Мать стояла на крыльце и, прищурившись, смотрела на него и на полицейских. Адам знал, о чем она думала, потому что они много раз об этом говорили. «Ничего не рассказывай им, Адам. Скажи, что упал. Ведь ты отчасти и сам виноват, правда? Мы всё уладим в семейном кругу».
Если Адам выдаст отца, всё рухнет. Если Адам выдаст его, мать никогда его не простит. Если Адам выдаст его, то больше не вернется домой.
На другой стороне двора один из полицейских положил ладонь на затылок Ронана, заставляя его сесть в машину.
Пусть даже Адам ничего не слышал левым ухом, до него отчетливо донесся голос Ронана:
– Чувак, не толкайся. Думаешь, я никогда не ездил в этой штуке?
Адам не мог переселиться к Ганси. Он потратил столько сил, чтобы донести до всех с предельной ясностью: когда он уедет из дома, то на своих собственных условиях. Не на условиях Роберта Пэрриша. Не на условиях Ганси.
Либо на условиях Адама Пэрриша, либо никак.
Адам потрогал левое ухо. Оно было горячим и болезненным на ощупь; в отсутствие слуха, который подсказал бы, что его палец коснулся ушной раковины, он как будто щупал пустоту. Скуление в ухе затихло и сменилось… ничем. Просто ничем.
Ганси спросил: «Это гордость мешает тебе уехать?»

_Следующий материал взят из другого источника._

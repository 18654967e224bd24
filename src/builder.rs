// nettick - Tick-driven TCP application host over a pluggable wire protocol
// Copyright (C) 2026  nettick contributors
//
// This program is free software: you can redistribute it and/or modify
// it under the terms of the GNU General Public License as published by
// the Free Software Foundation, either version 3 of the License, or
// (at your option) any later version.
//
// This program is distributed in the hope that it will be useful,
// but WITHOUT ANY WARRANTY; without even the implied warranty of
// MERCHANTABILITY or FITNESS FOR A PARTICULAR PURPOSE.  See the
// GNU General Public License for more details.
//
// You should have received a copy of the GNU General Public License
// along with this program.  If not, see <https://www.gnu.org/licenses/>.

use std::time::Duration;

use crate::application::{Application, HostObserver, NoopObserver};
use crate::clock::Clock;
use crate::config::Pools;
use crate::error::{HostResult, ScriptLoadError};
use crate::extensions::{Script, Service, ScriptHost, ServiceHost};
use crate::middleware::{
    Middleware, MiddlewarePipeline, NotificationMiddlewareContext, RequestMiddlewareContext,
    RequestResponseMiddlewareContext,
};
use crate::notification::NotificationCenter;
use crate::protocol::MessageSerializer;
use crate::router::{Handler, Matcher, Router};
use crate::server::Server;

/// Fluent assembly of an [`Application`]. Every slot the caller does not
/// touch is filled with an in-memory default: an empty router (every
/// request falls through to `NoRoute`), empty middleware pipelines, no
/// services or scripts, a [`NoopObserver`], and a fresh [`Server`]/
/// [`NotificationCenter`]/[`Clock`].
pub struct HostBuilder<S: MessageSerializer> {
    serializer: S,
    router: Router<S>,
    request_middleware: MiddlewarePipeline<RequestMiddlewareContext<S>>,
    response_middleware: MiddlewarePipeline<RequestResponseMiddlewareContext<S>>,
    notification_middleware: MiddlewarePipeline<NotificationMiddlewareContext<S>>,
    services: ServiceHost<S>,
    scripts: ScriptHost<S>,
    observer: Box<dyn HostObserver<S>>,
    peer_grace_period: Duration,
    pools: Pools,
    server: Option<Server>,
    notifications: Option<NotificationCenter<S>>,
    timer: Option<Clock>,
}

impl<S: MessageSerializer> HostBuilder<S> {
    pub fn new(serializer: S) -> Self {
        Self {
            serializer,
            router: Router::new(),
            request_middleware: MiddlewarePipeline::new(),
            response_middleware: MiddlewarePipeline::new(),
            notification_middleware: MiddlewarePipeline::new(),
            services: ServiceHost::new(),
            scripts: ScriptHost::new(),
            observer: Box::new(NoopObserver),
            peer_grace_period: Duration::from_secs(60),
            pools: Pools::default(),
            server: None,
            notifications: None,
            timer: None,
        }
    }

    pub fn route(mut self, matcher: impl Matcher<S> + 'static, handler: impl Handler<S> + 'static) -> Self {
        self.router.route(matcher, handler);
        self
    }

    pub fn request_middleware(mut self, middleware: impl Middleware<RequestMiddlewareContext<S>> + 'static) -> Self {
        self.request_middleware.add(middleware);
        self
    }

    pub fn response_middleware(
        mut self,
        middleware: impl Middleware<RequestResponseMiddlewareContext<S>> + 'static,
    ) -> Self {
        self.response_middleware.add(middleware);
        self
    }

    pub fn notification_middleware(
        mut self,
        middleware: impl Middleware<NotificationMiddlewareContext<S>> + 'static,
    ) -> Self {
        self.notification_middleware.add(middleware);
        self
    }

    pub fn service(mut self, service: impl Service<S> + 'static) -> Self {
        self.services.register(service);
        self
    }

    /// Registers a script. Construction failure (the factory returning
    /// `Err`) aborts the whole builder chain rather than silently
    /// skipping the script.
    pub fn script<T, F>(mut self, factory: F) -> HostResult<Self>
    where
        T: Script<S> + 'static,
        F: FnOnce() -> Result<T, ScriptLoadError>,
    {
        self.scripts.load(factory)?;
        Ok(self)
    }

    pub fn observer(mut self, observer: impl HostObserver<S> + 'static) -> Self {
        self.observer = Box::new(observer);
        self
    }

    pub fn peer_grace_period(mut self, period: Duration) -> Self {
        self.peer_grace_period = period;
        self
    }

    /// Sets the request/response/notification pool pre-warm sizes,
    /// typically read from a [`crate::config::Config`].
    pub fn pools(mut self, pools: Pools) -> Self {
        self.pools = pools;
        self
    }

    /// Overrides the connection registry. Useful for tests that want to
    /// observe a `Server` constructed outside the builder. Defaults to a
    /// fresh one built from `peer_grace_period` if never called.
    pub fn server(mut self, server: Server) -> Self {
        self.server = Some(server);
        self
    }

    /// Overrides the notification center, e.g. to pre-seed its pool or
    /// to share one across multiple builders under test.
    pub fn notifications(mut self, notifications: NotificationCenter<S>) -> Self {
        self.notifications = Some(notifications);
        self
    }

    /// Overrides the tick clock.
    pub fn timer(mut self, timer: Clock) -> Self {
        self.timer = Some(timer);
        self
    }

    pub fn build(self) -> Application<S> {
        let server = self
            .server
            .unwrap_or_else(|| Server::new(self.peer_grace_period));
        let notifications = self.notifications.unwrap_or_default();
        let timer = self.timer.unwrap_or_default();

        let mut application = Application::new(
            self.serializer,
            self.router,
            self.request_middleware,
            self.response_middleware,
            self.notification_middleware,
            self.services,
            self.scripts,
            self.observer,
            timer,
            server,
            notifications,
        );

        application.prewarm(&self.pools);
        application
    }
}

#[cfg(test)]
mod tests {
    use super::*;
    use crate::protocol::BytesSerializer;

    #[test]
    fn builds_with_every_default_slot() {
        let application: Application<BytesSerializer> = HostBuilder::new(BytesSerializer).build();
        assert_eq!(application.ticks(), 0);
    }
}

– Ронан защищал меня. – Во рту Адама было сухо, как в окрестных полях.
Полицейский внимательно взглянул на него, а Адам продолжал:
– Защищал от моего отца. Это всё… он натворил. Мое лицо…
Миссис Пэрриш немо смотрела на сына.
Он закрыл глаза. Адам не мог выговорить то, что хотел, глядя на мать. Даже с закрытыми глазами ему казалось, что он падает, что горизонт наклоняется, что голова свешивается набок. У Адама возникло мучительное ощущение, что отец все-таки сумел искорежить в нем нечто критически важное.